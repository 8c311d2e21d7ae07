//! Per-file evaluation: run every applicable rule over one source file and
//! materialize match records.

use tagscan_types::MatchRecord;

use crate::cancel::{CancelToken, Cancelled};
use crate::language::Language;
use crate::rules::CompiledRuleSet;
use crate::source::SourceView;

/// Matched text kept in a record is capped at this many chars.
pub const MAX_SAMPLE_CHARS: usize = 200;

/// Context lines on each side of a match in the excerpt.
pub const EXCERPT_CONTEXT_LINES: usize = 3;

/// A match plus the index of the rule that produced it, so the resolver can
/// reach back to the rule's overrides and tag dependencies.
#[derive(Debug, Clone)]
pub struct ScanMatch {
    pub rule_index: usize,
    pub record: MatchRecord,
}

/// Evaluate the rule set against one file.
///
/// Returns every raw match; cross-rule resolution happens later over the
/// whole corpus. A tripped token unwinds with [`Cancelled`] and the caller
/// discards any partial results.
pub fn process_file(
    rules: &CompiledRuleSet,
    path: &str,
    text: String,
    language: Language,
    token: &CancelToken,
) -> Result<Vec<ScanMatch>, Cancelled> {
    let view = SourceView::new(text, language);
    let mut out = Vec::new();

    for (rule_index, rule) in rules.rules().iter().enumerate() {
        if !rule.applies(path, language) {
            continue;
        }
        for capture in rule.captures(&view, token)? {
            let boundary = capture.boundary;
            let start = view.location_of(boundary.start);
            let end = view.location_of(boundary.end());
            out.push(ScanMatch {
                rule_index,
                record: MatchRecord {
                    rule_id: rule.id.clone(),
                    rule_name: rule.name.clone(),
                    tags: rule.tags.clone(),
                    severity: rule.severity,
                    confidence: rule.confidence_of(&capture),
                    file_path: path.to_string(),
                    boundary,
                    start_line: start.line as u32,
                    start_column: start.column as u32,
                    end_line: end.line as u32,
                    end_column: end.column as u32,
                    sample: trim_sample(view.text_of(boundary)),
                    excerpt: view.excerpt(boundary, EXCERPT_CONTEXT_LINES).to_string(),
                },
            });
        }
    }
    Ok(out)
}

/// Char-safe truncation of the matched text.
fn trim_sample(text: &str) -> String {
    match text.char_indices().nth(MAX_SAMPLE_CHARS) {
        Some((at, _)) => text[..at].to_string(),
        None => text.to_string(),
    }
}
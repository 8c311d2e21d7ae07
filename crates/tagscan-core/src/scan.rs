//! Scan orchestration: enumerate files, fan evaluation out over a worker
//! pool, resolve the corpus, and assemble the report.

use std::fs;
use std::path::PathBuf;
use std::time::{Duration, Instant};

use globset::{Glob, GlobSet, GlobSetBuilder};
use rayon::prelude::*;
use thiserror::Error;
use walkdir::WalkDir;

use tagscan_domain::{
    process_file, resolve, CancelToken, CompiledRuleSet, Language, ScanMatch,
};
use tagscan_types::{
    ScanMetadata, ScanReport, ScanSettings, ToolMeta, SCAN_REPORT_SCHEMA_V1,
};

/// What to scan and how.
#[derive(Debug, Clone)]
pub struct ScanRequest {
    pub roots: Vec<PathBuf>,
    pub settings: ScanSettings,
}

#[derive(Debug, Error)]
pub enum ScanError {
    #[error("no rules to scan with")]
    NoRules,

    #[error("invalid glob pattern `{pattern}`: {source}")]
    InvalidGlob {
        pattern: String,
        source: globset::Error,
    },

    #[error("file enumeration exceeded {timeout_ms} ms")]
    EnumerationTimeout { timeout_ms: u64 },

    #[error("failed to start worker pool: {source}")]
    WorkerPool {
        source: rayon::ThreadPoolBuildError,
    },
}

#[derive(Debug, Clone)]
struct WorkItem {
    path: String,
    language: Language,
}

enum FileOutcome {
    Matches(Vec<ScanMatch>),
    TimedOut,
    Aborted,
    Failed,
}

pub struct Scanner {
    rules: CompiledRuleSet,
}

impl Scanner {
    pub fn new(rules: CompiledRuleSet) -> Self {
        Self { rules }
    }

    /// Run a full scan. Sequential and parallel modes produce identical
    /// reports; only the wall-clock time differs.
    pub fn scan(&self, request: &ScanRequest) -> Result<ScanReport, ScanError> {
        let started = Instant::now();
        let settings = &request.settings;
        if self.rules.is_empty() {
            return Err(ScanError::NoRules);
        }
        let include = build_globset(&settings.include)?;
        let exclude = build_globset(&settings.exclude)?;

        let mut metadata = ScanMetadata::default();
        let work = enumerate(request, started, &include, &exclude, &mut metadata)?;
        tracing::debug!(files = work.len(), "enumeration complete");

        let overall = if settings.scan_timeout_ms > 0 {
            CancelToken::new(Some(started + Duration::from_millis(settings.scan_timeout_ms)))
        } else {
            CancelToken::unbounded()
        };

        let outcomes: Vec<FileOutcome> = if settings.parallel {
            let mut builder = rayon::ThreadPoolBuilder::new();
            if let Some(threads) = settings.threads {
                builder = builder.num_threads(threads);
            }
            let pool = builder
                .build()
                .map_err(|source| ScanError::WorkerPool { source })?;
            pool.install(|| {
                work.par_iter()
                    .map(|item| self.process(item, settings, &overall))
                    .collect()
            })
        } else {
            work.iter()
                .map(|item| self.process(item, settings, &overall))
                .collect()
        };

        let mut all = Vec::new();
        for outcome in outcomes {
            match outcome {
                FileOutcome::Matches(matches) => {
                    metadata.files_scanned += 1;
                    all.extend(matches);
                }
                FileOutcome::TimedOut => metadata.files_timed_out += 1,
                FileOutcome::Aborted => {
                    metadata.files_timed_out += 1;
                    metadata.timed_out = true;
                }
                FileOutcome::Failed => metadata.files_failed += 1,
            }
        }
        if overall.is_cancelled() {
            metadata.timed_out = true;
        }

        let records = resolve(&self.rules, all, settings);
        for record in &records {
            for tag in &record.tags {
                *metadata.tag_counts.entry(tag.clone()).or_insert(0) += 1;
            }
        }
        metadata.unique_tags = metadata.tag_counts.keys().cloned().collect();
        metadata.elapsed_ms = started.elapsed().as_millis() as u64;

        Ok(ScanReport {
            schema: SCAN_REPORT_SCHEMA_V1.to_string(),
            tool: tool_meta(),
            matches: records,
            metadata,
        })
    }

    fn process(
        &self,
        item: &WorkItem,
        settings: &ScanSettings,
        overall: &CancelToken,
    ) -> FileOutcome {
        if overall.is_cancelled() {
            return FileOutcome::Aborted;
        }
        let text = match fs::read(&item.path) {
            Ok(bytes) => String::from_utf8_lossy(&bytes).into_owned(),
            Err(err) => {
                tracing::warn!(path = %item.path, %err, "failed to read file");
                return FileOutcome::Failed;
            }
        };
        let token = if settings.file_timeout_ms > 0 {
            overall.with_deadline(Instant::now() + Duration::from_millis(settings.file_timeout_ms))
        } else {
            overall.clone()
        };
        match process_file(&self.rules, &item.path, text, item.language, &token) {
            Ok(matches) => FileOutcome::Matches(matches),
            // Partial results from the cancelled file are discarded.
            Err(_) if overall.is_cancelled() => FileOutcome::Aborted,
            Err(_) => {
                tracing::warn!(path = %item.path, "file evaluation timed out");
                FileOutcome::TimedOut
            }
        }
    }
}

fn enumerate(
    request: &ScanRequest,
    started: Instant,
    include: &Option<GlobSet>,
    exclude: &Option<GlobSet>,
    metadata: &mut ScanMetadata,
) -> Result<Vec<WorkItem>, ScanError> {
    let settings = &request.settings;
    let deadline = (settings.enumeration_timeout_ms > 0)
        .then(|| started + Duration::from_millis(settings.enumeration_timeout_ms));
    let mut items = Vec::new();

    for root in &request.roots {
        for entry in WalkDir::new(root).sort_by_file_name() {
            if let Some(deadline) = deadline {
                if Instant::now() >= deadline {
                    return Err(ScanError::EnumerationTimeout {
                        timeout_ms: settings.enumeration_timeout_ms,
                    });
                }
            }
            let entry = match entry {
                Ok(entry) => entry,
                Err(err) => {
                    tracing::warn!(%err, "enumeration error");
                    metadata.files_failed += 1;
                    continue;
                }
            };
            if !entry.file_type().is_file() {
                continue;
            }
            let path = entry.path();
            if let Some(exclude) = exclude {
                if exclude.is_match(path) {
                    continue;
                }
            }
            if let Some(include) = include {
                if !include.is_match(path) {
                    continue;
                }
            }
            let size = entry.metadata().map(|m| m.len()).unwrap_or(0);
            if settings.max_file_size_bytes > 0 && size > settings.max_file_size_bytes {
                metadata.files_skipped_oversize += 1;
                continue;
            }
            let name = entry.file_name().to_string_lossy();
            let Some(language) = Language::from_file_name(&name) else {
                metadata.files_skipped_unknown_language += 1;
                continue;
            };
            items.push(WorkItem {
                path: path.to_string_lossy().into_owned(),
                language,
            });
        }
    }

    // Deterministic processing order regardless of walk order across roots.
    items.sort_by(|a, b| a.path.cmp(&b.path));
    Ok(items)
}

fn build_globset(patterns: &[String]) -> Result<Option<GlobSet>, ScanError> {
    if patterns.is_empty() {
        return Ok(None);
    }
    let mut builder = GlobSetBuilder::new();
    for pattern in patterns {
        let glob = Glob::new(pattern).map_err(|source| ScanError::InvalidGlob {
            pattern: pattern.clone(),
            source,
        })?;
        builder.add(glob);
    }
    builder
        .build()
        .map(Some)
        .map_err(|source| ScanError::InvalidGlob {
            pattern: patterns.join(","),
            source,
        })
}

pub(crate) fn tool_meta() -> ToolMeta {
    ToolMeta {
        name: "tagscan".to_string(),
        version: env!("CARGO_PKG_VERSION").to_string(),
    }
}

=======

◆ Task to carry out ◆
Show each line of the data that contains the string "Aborted".

◆ Response area ◆
    Aborted,
                FileOutcome::Aborted => {
            return FileOutcome::Aborted;
            Err(_) if overall.is_cancelled() => FileOutcome::Aborted,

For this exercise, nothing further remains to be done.